I remember the first time I ever saw a microwave oven.

It was astounding to my young mind that you could put cold food inside a cold metal box, press a button and voila! In no time at all, the food was hot!

Looking back, it was, to me at least, a pivotal moment – a switch from a delayed, to an instant world. From slow to fast. From later to now. From “eventually” to “immediately”.

Of course, on further reflection, I realise now that the microwave oven was simply one of many so-called time-saving devices that were symptomatic of a world that was speeding up. The transition from slow to fast was increasingly widespread, but perhaps what was most significant about the microwave oven was not that it saved time, but that it reduced waiting time.

 Since then, we have seen the arrival of fast food and fast internet. We have come to expect instant news, instant response times and uber-quick delivery of whatever we require – all designed to reduce waiting time.

The allure of these developments is this: Waiting is not a practice we are comfortable with. It is something we prefer to avoid.

And waiting while engaging in ministry is no exception.

We want quick programme ideas, quick answers and quick results. Why? We say the answer is obvious: we want the Kingdom of God to grow quickly because time is short, and evil is on the rise. (And – if we are really honest – we want some quick reassurance that we as leaders are doing OK!)

No, we don’t like to wait.

In Acts 1 we read that Jesus instructed those early disciples to wait. I wonder if waiting was as difficult for them as it would have been for me. I would want to get started; plant a church in Jerusalem, and a few more in Judea and Samaria.

Waiting feels like wasting time, yet I am convinced that waiting is an essential part of doing God’s work!  Here’s why…

Firstly, waiting teaches us humility. We often assume that ministry is all about us doing God’s work in our churches and our communities. It is, but it is also about God growing us, the ones who minister.

Waiting teaches us humility. It reminds us that this is God’s work and not everything depends on us. We all have a tendency, (leaders especially) to want to be in control. When we wait, we surrender that control back to God, where it belongs.

While we are waiting, we can be assured that He is not! He loves to humble us by doing things without our help, reminding us that our work with Him is a partnership – and we are the junior partner.

Secondly, waiting teaches us faith.  When God commanded the disciples to wait in Jerusalem, He had good reasons for doing so. The Holy Spirit – so indispensable for ministry - would not be given until the Shavuot – the Feast of Pentecost.

In the meantime, unseen to the disciples, God was still at work, drawing people from far and wide into Jerusalem for the Feast, and preparing their hearts to hear and respond to His Word, preached through Peter.

Sometimes, it is clear to us what God is doing and why we must wait – other times it is not.

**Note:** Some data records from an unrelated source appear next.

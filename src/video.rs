use regex::Regex;
use serde::{Deserialize, Serialize};
use std::sync::LazyLock;

static VIMEO_ID: LazyLock<Regex> = LazyLock::new(|| {
    Regex::new(r"(?:vimeo\.com/|player\.vimeo\.com/video/)(\d+)").expect("valid Vimeo id pattern")
});

/// A single playable entry from the catalog data file
#[derive(Debug, Clone, Serialize, Deserialize, PartialEq, Eq)]
pub struct Video {
    /// Opaque identifier, also the embed widget's video id
    pub id: String,

    pub title: String,

    pub description: String,

    /// Category key used by the filter controls (exact match)
    pub category: String,

    /// Thumbnail image URL
    pub thumbnail: String,

    /// Display-formatted duration, "M:SS"
    pub duration: String,
}

/// Shape of the `videos.json` document
#[derive(Debug, Clone, Serialize, Deserialize)]
pub struct CatalogDocument {
    pub videos: Vec<Video>,
}

/// Ordered, immutable collection of videos for one page view
#[derive(Debug, Clone, Default, PartialEq, Eq)]
pub struct Catalog {
    videos: Vec<Video>,
}

impl Catalog {
    pub fn new(videos: Vec<Video>) -> Self {
        Self { videos }
    }

    pub fn videos(&self) -> &[Video] {
        &self.videos
    }

    pub fn len(&self) -> usize {
        self.videos.len()
    }

    pub fn is_empty(&self) -> bool {
        self.videos.is_empty()
    }

    pub fn get(&self, index: usize) -> Option<&Video> {
        self.videos.get(index)
    }

    /// Locate a video by identifier. Linear scan, first match wins.
    pub fn locate(&self, id: &str) -> Option<(usize, &Video)> {
        self.videos.iter().enumerate().find(|(_, v)| v.id == id)
    }

    /// Distinct categories in order of first appearance
    pub fn categories(&self) -> Vec<String> {
        let mut seen: Vec<String> = Vec::new();
        for video in &self.videos {
            if !seen.iter().any(|c| c == &video.category) {
                seen.push(video.category.clone());
            }
        }
        seen
    }
}

impl From<CatalogDocument> for Catalog {
    fn from(document: CatalogDocument) -> Self {
        Self::new(document.videos)
    }
}

/// Format a duration in seconds as "M:SS"
pub fn format_duration(seconds: u64) -> String {
    format!("{}:{:02}", seconds / 60, seconds % 60)
}

/// Numeric, non-empty identifiers are the only ones the embed widget accepts
pub fn is_valid_video_id(id: &str) -> bool {
    !id.is_empty() && id.chars().all(|c| c.is_ascii_digit())
}

/// Pull the numeric video id out of a Vimeo page or player address
pub fn extract_vimeo_id(url: &str) -> Option<String> {
    VIMEO_ID
        .captures(url)
        .and_then(|caps| caps.get(1))
        .map(|m| m.as_str().to_string())
}

#[cfg(test)]
pub(crate) mod fixtures {
    use super::*;

    pub fn video(id: &str, category: &str) -> Video {
        Video {
            id: id.to_string(),
            title: format!("Video {}", id),
            description: format!("Description for video {}", id),
            category: category.to_string(),
            thumbnail: format!("https://i.vimeocdn.com/video/{}_640.jpg", id),
            duration: "3:05".to_string(),
        }
    }

    pub fn three_videos() -> Catalog {
        Catalog::new(vec![video("1", "a"), video("2", "b"), video("3", "a")])
    }
}
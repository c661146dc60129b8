//! Player page controller
//!
//! Resolves the active video from the `id` query parameter, draws it on a
//! [`PlayerSurface`] and moves through the catalog with prev/next. The state
//! machine is Loading → Ready | Error, where Error is terminal until the page
//! is reloaded.

use serde::Serialize;
use tracing::{debug, info, warn};

use crate::config::Config;
use crate::embed::{self, Delay, EmbedFrame, EmbedRenderer};
use crate::error::{LoadFailure, NotFoundFailure, PlayerFailure};
use crate::navigation::{
    video_id_from_query, watch_address, History, HistoryEntry, Intent, Navigation,
};
use crate::video::{Catalog, Video};

pub const NOT_FOUND_TITLE: &str = "Video Not Found";

/// Enabled state of the prev/next controls
#[derive(Debug, Clone, Copy, PartialEq, Eq, Serialize)]
pub struct NavControls {
    pub previous_enabled: bool,
    pub next_enabled: bool,
}

impl NavControls {
    pub const DISABLED: NavControls = NavControls {
        previous_enabled: false,
        next_enabled: false,
    };

    /// Previous is disabled at index 0, next at the last index
    pub fn at(index: usize, len: usize) -> Self {
        Self {
            previous_enabled: index > 0,
            next_enabled: index + 1 < len,
        }
    }
}

/// Where the player page draws
pub trait PlayerSurface: Send {
    fn set_page_title(&mut self, title: &str);
    fn set_title(&mut self, title: &str);
    fn set_description(&mut self, description: &str);
    /// Replace the embed area with the loading indicator
    fn show_loading(&mut self);
    /// Replace the embed area with the player frame
    fn show_embed(&mut self, frame: EmbedFrame);
    /// Replace the embed area with an error block linking back to the catalog
    fn show_error(&mut self, message: &str, return_address: &str);
    fn set_navigation(&mut self, controls: NavControls);
}

/// Display state of the player page
#[derive(Debug)]
pub enum PlayerState {
    Loading,
    /// The current video and its catalog position, always set together
    Ready { video: Video, index: usize },
    Error(PlayerFailure),
}

/// Player page controller, one per page load
pub struct PlayerController<H: History> {
    catalog: Catalog,
    state: PlayerState,
    history: H,
    embed: EmbedRenderer,
    delay: Box<dyn Delay>,
    player_page: String,
    catalog_page: String,
    site_name: String,
}

impl<H: History> PlayerController<H> {
    pub fn new(config: &Config, history: H, delay: Box<dyn Delay>) -> Self {
        Self {
            catalog: Catalog::default(),
            state: PlayerState::Loading,
            history,
            embed: config.embed_renderer(),
            delay,
            player_page: config.catalog.player_page.clone(),
            catalog_page: config.catalog.catalog_page.clone(),
            site_name: config.player.site_name.clone(),
        }
    }

    pub fn state(&self) -> &PlayerState {
        &self.state
    }

    pub fn history(&self) -> &H {
        &self.history
    }

    pub fn catalog(&self) -> &Catalog {
        &self.catalog
    }

    pub fn current_video(&self) -> Option<&Video> {
        match &self.state {
            PlayerState::Ready { video, .. } => Some(video),
            _ => None,
        }
    }

    pub fn current_index(&self) -> Option<usize> {
        match &self.state {
            PlayerState::Ready { index, .. } => Some(*index),
            _ => None,
        }
    }

    /// Both controls are disabled outside the Ready state
    pub fn nav_controls(&self) -> NavControls {
        match self.current_index() {
            Some(index) => NavControls::at(index, self.catalog.len()),
            None => NavControls::DISABLED,
        }
    }

    /// Resolve the page from its query string and the settled catalog fetch
    pub async fn open<S>(
        &mut self,
        surface: &mut S,
        query: &str,
        load: Result<Catalog, LoadFailure>,
    )
    where
        S: PlayerSurface + ?Sized,
    {
        let Some(video_id) = video_id_from_query(query) else {
            self.fail(surface, NotFoundFailure::MissingId.into());
            return;
        };

        self.catalog = match load {
            Ok(catalog) => catalog,
            Err(failure) => {
                self.fail(surface, failure.into());
                return;
            }
        };

        let Some((index, _)) = self.catalog.locate(&video_id) else {
            self.fail(surface, NotFoundFailure::UnknownId(video_id).into());
            return;
        };

        self.show_ready(surface, index).await;
    }

    /// Move to the next catalog entry. Returns false at the last entry.
    pub async fn navigate_next<S>(&mut self, surface: &mut S) -> bool
    where
        S: PlayerSurface + ?Sized,
    {
        match self.current_index() {
            Some(index) if index + 1 < self.catalog.len() => {
                self.navigate_to(surface, index + 1).await;
                true
            }
            _ => false,
        }
    }

    /// Move to the previous catalog entry. Returns false at the first entry.
    pub async fn navigate_previous<S>(&mut self, surface: &mut S) -> bool
    where
        S: PlayerSurface + ?Sized,
    {
        match self.current_index() {
            Some(index) if index > 0 => {
                self.navigate_to(surface, index - 1).await;
                true
            }
            _ => false,
        }
    }

    /// Back/forward landed on another entry. The page reloads and re-derives
    /// its state from the address.
    pub fn on_history_change(&self, entry: &HistoryEntry) -> Option<Navigation> {
        entry.video_id.as_ref().map(|id| {
            debug!("History moved to video {}, reloading", id);
            Navigation::Reload
        })
    }

    /// Apply a user intent from the player page
    pub async fn handle<S>(&mut self, intent: Intent, surface: &mut S) -> Option<Navigation>
    where
        S: PlayerSurface + ?Sized,
    {
        match intent {
            Intent::NavigateNext => {
                self.navigate_next(surface).await;
                None
            }
            Intent::NavigatePrevious => {
                self.navigate_previous(surface).await;
                None
            }
            Intent::ReturnToCatalog => Some(Navigation::Load(self.catalog_page.clone())),
            Intent::Retry => Some(Navigation::Reload),
            Intent::SelectVideo(id) => {
                Some(Navigation::Load(watch_address(&self.player_page, &id)))
            }
            Intent::SelectCategory(_) => None,
        }
    }

    async fn navigate_to<S>(&mut self, surface: &mut S, index: usize)
    where
        S: PlayerSurface + ?Sized,
    {
        let Some(video) = self.catalog.get(index) else {
            return;
        };
        let address = watch_address(&self.player_page, &video.id);
        self.history.push(&video.id, &address);
        self.show_ready(surface, index).await;
    }

    async fn show_ready<S>(&mut self, surface: &mut S, index: usize)
    where
        S: PlayerSurface + ?Sized,
    {
        let Some(video) = self.catalog.get(index).cloned() else {
            return;
        };

        info!("▶️ Playing {} ({}/{})", video.id, index + 1, self.catalog.len());

        surface.set_page_title(&format!("{} - {}", video.title, self.site_name));
        surface.set_title(&video.title);
        surface.set_description(&video.description);

        let frame = self.embed.frame(&video.id);
        self.state = PlayerState::Ready { video, index };
        surface.set_navigation(self.nav_controls());

        embed::mount(surface, self.delay.as_ref(), frame).await;
    }

    fn fail<S>(&mut self, surface: &mut S, failure: PlayerFailure)
    where
        S: PlayerSurface + ?Sized,
    {
        warn!("Player page error: {}", failure);

        let message = failure.message();
        surface.set_title(NOT_FOUND_TITLE);
        surface.set_description(&message);
        surface.show_error(&message, &self.catalog_page);
        surface.set_navigation(NavControls::DISABLED);

        self.state = PlayerState::Error(failure);
    }
}

/// Embed area contents of a [`PlayerPage`]
#[derive(Debug, Clone, PartialEq, Eq, Serialize)]
#[serde(tag = "state", rename_all = "snake_case")]
pub enum EmbedArea {
    Empty,
    Loading,
    Frame(EmbedFrame),
    Error { message: String, return_address: String },
}

/// Snapshot surface: keeps whatever was drawn last, for HTML rendering
#[derive(Debug, Clone, PartialEq, Eq, Serialize)]
pub struct PlayerPage {
    pub page_title: String,
    pub title: String,
    pub description: String,
    pub embed: EmbedArea,
    pub navigation: NavControls,
}

impl PlayerPage {
    pub fn new(site_name: &str) -> Self {
        Self {
            page_title: site_name.to_string(),
            title: String::new(),
            description: String::new(),
            embed: EmbedArea::Empty,
            navigation: NavControls::DISABLED,
        }
    }
}

impl PlayerSurface for PlayerPage {
    fn set_page_title(&mut self, title: &str) {
        self.page_title = title.to_string();
    }

    fn set_title(&mut self, title: &str) {
        self.title = title.to_string();
    }

    fn set_description(&mut self, description: &str) {
        self.description = description.to_string();
    }

    fn show_loading(&mut self) {
        self.embed = EmbedArea::Loading;
    }

    fn show_embed(&mut self, frame: EmbedFrame) {
        self.embed = EmbedArea::Frame(frame);
    }

    fn show_error(&mut self, message: &str, return_address: &str) {
        self.embed = EmbedArea::Error {
            message: message.to_string(),
            return_address: return_address.to_string(),
        };
    }

    fn set_navigation(&mut self, controls: NavControls) {
        self.navigation = controls;
    }
}
//! HTTP server implementation for the pages

use anyhow::Result;
use axum::{
    extract::{RawQuery, State},
    http::{header, Method, StatusCode},
    response::{Html, IntoResponse, Json},
    routing::get,
    Router,
};
use std::sync::Arc;
use tower::ServiceBuilder;
use tower_http::{
    cors::{Any, CorsLayer},
    services::ServeDir,
    trace::TraceLayer,
};
use tracing::{info, warn};

use super::handlers;
use crate::config::Config;

/// Shared application state
#[derive(Clone)]
pub struct AppState {
    pub config: Arc<Config>,
}

/// Build the router for the library and watch pages
pub fn router(config: Arc<Config>) -> Router {
    let cors = CorsLayer::new()
        .allow_origin(Any)
        .allow_methods([Method::GET])
        .allow_headers([header::CONTENT_TYPE]);

    let home_route = format!("/{}", config.catalog.home_page.trim_start_matches('/'));
    let catalog_route = format!("/{}", config.catalog.catalog_page.trim_start_matches('/'));
    let player_route = format!("/{}", config.catalog.player_page.trim_start_matches('/'));
    let static_dir = config.server.static_dir.clone();

    let app = Router::new()
        .route("/health", get(health_handler))
        .route("/videos.json", get(catalog_handler))
        .route("/", get(home_handler))
        .route(&home_route, get(home_handler))
        .route(&catalog_route, get(library_handler))
        .route(&player_route, get(watch_handler));

    let app = match static_dir {
        Some(dir) => {
            info!("📁 Serving static files from {}", dir.display());
            app.fallback_service(ServeDir::new(dir))
        }
        None => app.fallback(not_found_handler),
    };

    app.with_state(AppState { config }).layer(
        ServiceBuilder::new()
            .layer(TraceLayer::new_for_http())
            .layer(cors),
    )
}

/// Configure and start the HTTP server
pub async fn start_http_server(config: Arc<Config>, port: u16) -> Result<()> {
    let app = router(config);

    let listener = tokio::net::TcpListener::bind(format!("0.0.0.0:{}", port)).await?;
    info!("🌐 Page server listening on http://0.0.0.0:{}", port);

    axum::serve(listener, app).await?;

    Ok(())
}

async fn health_handler() -> impl IntoResponse {
    (StatusCode::OK, Json(handlers::health_check()))
}

async fn catalog_handler(State(state): State<AppState>) -> impl IntoResponse {
    match handlers::catalog_document(&state.config).await {
        Ok(document) => (StatusCode::OK, Json(document)).into_response(),
        Err(e) => {
            warn!("Catalog request failed: {}", e);
            let status = StatusCode::BAD_GATEWAY;
            (status, Json(serde_json::json!({"error": e.to_string()}))).into_response()
        }
    }
}

async fn home_handler(State(state): State<AppState>) -> Html<String> {
    Html(handlers::home(&state.config).await)
}

async fn library_handler(
    State(state): State<AppState>,
    RawQuery(query): RawQuery,
) -> Html<String> {
    Html(handlers::library(&state.config, query.as_deref().unwrap_or("")).await)
}

async fn watch_handler(State(state): State<AppState>, RawQuery(query): RawQuery) -> Html<String> {
    Html(handlers::watch(&state.config, query.as_deref().unwrap_or("")).await)
}

async fn not_found_handler() -> impl IntoResponse {
    (StatusCode::NOT_FOUND, "Not Found")
}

In the disciples’ case, it was the Holy Spirit. In our case, waiting may be required for a whole host of reasons: perhaps we too need to be filled with the Spirit, or maybe more information needs to be gathered before a decision is made and we can proceed. At times, our lack of peace may be because several factors need to align before we can act.

When I can’t wait to get started and make things happen, it requires faith to obey a sense that I am to “wait until…”

Thirdly, waiting slows our frantic activity down to God’s speed. In his book “The Three Mile an Hour God” the Japanese theologian Kosuke Koyama wrote: “Love has its speed. It is a different kind of speed from the technological speed to which we are accustomed. It goes on in the depth of life at 3 miles per hour. It is the speed we walk and therefore the speed the love of God walks.”

When we wait, we learn to walk with God and not ahead of Him. We slow our expectations down to walking pace and take the time to look for evidence of Him at work. We start to discern His agenda and His timetable, and we bring ourselves into line with what He is doing as He builds His Kingdom among us.

Reflection and discussion 

  1. In everyday life, how hard is it for you to wait? What are the situations you regularly face that cause you to be impatient?

  2. Discuss the concept of the “three mile an hour God”. How might we practically slow down to match His pace in life and ministry?

  3. Share a situation you faced in which you were forced to, or chose to, wait on God – and in hindsight, you were glad you did.

  4. In what ways are you having to wait – or needing to wait – in your life or ministry right now? What do you sense God is saying to you during the waiting?



What is the most main insight you gained from reading this chapter, and from your reflection/discussion? What do you sense God is calling you to do?